▸ DIRECTIONS FOR THIS TASK
Could you find every line in the records below that contains the word "String" and copy it?

*** Opening of EXERCISE DATA ***

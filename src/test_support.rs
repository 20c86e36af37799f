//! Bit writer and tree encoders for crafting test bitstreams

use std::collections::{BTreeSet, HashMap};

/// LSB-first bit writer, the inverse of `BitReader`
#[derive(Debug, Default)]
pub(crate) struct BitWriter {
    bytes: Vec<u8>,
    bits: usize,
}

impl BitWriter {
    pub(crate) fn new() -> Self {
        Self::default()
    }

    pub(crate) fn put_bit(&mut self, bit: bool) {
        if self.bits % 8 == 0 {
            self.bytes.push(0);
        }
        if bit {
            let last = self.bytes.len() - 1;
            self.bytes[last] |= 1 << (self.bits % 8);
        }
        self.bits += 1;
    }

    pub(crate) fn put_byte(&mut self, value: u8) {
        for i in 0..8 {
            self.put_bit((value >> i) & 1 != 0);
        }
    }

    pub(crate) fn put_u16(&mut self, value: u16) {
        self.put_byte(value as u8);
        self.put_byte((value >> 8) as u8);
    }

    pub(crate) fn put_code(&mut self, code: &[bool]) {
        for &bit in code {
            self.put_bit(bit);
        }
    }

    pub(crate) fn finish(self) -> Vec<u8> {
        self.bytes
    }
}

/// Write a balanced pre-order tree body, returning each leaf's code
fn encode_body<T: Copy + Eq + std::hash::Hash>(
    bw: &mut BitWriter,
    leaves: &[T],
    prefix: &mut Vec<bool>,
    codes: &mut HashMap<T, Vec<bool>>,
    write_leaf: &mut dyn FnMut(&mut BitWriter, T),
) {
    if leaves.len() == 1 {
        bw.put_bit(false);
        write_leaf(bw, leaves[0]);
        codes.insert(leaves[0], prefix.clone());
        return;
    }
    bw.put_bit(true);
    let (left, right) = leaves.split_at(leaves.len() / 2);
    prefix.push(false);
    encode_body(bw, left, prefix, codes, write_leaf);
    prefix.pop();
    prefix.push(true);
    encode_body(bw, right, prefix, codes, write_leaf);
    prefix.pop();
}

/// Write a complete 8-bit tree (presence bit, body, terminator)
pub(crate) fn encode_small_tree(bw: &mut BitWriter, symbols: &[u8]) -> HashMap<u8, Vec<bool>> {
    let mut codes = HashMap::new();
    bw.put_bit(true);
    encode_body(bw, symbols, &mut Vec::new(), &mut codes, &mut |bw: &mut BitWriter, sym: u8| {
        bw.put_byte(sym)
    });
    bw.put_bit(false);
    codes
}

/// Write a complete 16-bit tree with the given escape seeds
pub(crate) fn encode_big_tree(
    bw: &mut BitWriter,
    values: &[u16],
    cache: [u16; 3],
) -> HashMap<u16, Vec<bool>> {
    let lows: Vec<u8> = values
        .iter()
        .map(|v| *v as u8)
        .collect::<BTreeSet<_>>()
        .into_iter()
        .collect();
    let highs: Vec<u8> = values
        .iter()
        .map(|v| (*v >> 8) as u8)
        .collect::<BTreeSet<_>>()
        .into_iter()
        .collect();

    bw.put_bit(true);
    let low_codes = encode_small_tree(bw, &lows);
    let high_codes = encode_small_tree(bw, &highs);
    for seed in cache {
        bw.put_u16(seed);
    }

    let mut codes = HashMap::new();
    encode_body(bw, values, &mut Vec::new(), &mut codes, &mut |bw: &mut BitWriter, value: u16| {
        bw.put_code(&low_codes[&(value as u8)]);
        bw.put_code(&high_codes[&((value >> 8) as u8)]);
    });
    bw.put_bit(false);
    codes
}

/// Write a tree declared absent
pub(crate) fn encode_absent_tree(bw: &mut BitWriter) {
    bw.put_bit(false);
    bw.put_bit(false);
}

*** Close of EXERCISE DATA ***
*** Opening of EXERCISE DATA ***

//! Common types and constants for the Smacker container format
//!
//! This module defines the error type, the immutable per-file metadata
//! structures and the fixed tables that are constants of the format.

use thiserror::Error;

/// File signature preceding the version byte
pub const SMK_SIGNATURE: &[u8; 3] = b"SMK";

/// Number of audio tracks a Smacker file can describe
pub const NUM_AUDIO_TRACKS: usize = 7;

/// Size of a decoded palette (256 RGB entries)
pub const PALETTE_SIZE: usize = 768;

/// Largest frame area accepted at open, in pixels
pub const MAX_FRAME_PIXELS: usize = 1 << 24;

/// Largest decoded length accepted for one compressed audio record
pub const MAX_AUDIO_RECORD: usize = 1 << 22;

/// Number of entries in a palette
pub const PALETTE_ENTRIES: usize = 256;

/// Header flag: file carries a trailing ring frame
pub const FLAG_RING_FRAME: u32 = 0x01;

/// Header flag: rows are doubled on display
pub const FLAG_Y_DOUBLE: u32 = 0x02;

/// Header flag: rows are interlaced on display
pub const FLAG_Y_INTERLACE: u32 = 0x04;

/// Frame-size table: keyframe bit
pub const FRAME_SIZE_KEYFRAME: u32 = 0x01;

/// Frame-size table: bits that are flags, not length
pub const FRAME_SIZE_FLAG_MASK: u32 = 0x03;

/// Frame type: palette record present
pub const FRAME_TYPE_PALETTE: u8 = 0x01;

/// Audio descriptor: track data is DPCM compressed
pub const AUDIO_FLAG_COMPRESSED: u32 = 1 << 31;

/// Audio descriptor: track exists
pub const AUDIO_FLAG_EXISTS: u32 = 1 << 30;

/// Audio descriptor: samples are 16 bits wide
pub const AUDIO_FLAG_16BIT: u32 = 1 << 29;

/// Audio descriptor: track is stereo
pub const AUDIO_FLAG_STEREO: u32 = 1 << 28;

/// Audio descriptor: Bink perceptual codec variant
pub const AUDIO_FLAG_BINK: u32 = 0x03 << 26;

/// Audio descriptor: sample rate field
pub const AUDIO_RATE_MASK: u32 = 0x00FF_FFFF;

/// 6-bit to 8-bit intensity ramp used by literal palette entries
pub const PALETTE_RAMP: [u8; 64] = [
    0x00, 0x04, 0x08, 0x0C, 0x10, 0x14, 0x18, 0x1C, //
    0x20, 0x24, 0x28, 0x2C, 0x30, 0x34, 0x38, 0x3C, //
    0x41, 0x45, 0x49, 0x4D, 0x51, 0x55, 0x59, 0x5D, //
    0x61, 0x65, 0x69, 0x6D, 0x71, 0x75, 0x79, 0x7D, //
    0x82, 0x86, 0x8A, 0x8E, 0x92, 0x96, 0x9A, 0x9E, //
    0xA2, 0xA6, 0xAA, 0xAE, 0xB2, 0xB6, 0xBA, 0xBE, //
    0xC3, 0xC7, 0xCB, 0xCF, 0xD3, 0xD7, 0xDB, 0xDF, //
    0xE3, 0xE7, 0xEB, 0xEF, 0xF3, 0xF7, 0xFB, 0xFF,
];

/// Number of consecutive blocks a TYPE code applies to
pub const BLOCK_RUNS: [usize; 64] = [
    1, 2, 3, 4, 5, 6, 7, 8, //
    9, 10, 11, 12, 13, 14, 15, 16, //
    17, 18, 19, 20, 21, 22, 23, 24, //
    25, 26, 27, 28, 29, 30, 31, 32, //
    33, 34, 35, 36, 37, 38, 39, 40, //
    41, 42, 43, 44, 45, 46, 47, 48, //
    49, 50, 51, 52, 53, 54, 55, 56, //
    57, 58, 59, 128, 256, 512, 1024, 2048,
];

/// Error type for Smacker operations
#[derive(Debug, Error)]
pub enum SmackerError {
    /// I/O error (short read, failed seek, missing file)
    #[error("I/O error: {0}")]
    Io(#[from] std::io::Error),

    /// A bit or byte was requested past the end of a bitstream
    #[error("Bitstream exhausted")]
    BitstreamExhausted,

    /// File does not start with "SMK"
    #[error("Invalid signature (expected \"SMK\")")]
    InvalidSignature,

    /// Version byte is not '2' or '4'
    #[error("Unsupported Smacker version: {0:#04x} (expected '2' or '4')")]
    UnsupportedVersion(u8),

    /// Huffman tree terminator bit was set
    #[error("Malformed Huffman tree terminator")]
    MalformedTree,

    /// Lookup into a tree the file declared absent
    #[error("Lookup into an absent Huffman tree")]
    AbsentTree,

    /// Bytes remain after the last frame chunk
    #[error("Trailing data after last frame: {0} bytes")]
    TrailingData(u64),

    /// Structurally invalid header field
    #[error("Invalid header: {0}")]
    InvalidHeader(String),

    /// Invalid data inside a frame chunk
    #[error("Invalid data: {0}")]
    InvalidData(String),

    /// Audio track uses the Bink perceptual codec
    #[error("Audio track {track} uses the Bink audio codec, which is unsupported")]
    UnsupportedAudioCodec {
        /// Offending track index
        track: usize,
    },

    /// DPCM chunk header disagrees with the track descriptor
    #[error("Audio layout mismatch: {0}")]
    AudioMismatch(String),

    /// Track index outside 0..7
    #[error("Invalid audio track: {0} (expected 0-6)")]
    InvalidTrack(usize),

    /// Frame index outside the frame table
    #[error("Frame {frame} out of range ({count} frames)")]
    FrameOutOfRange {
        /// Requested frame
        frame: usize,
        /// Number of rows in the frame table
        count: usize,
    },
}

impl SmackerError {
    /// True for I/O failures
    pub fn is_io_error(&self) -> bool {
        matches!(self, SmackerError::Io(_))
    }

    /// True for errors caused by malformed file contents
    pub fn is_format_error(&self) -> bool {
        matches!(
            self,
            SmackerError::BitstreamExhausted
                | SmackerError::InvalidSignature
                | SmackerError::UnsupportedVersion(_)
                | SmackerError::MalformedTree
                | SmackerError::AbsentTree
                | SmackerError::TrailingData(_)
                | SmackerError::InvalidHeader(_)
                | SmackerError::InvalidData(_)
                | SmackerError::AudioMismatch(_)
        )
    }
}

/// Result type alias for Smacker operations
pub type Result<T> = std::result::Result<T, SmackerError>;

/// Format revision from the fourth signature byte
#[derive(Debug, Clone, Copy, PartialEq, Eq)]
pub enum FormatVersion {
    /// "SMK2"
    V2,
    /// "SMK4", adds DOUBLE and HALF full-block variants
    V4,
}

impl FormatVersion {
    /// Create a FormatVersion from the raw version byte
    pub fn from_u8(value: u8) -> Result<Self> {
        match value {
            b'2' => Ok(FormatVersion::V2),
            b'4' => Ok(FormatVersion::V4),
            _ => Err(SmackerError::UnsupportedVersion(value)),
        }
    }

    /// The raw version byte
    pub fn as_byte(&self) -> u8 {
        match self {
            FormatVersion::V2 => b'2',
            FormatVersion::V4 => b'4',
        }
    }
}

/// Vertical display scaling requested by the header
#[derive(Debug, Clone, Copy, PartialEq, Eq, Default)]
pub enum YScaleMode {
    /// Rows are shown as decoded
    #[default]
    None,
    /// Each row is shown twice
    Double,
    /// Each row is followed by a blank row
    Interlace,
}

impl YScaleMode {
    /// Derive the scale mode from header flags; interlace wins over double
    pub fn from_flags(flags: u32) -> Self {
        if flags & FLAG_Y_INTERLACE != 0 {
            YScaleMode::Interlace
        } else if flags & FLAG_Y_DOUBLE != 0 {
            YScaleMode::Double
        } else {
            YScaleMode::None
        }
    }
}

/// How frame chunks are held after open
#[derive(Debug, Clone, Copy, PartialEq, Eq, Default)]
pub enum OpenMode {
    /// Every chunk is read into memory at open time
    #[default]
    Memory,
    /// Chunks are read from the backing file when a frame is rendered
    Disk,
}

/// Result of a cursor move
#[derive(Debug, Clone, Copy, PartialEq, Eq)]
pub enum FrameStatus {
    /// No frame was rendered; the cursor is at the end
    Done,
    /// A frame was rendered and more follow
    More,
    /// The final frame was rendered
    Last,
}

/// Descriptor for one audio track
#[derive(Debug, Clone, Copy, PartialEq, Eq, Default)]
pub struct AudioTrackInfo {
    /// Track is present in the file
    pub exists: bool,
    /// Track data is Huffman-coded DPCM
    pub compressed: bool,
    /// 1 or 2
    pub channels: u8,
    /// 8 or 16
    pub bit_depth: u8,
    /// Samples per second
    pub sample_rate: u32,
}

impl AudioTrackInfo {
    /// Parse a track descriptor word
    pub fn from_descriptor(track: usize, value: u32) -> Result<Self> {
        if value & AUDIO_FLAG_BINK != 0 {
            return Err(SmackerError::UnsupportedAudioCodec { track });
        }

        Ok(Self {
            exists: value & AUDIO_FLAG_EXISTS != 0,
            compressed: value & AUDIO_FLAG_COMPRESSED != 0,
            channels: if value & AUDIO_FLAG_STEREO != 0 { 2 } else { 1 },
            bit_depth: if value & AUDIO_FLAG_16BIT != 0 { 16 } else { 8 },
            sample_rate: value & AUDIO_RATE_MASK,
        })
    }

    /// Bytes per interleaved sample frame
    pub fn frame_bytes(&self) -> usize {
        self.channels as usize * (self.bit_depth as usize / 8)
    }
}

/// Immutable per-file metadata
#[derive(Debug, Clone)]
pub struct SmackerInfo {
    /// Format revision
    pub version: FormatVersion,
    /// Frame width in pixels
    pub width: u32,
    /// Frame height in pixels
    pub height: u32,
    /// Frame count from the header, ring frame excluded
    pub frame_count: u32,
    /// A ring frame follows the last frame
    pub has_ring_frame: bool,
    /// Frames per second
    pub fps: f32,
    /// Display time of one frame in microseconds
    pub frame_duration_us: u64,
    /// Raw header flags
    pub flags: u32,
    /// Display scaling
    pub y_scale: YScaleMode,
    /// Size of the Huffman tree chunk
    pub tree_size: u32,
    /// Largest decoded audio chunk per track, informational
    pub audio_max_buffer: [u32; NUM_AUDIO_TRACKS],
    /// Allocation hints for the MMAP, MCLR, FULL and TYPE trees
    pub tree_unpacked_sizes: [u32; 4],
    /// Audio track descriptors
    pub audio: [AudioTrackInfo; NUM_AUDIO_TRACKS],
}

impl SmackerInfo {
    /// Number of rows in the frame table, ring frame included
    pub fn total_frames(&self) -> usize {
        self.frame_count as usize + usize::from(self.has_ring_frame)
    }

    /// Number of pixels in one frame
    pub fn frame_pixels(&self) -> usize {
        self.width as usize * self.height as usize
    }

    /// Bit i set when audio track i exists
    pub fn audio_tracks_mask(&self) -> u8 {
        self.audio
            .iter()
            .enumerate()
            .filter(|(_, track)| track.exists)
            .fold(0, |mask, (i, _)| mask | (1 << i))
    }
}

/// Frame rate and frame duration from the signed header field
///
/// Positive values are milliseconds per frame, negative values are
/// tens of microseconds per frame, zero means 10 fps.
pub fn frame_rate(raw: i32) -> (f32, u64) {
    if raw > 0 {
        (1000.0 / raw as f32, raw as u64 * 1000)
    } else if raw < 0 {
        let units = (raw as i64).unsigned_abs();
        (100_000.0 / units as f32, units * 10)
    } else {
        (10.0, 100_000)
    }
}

*** Close of EXERCISE DATA ***

▸ SOLUTION FOR THIS EXERCISE
    InvalidHeader(String),
    InvalidData(String),
    AudioMismatch(String),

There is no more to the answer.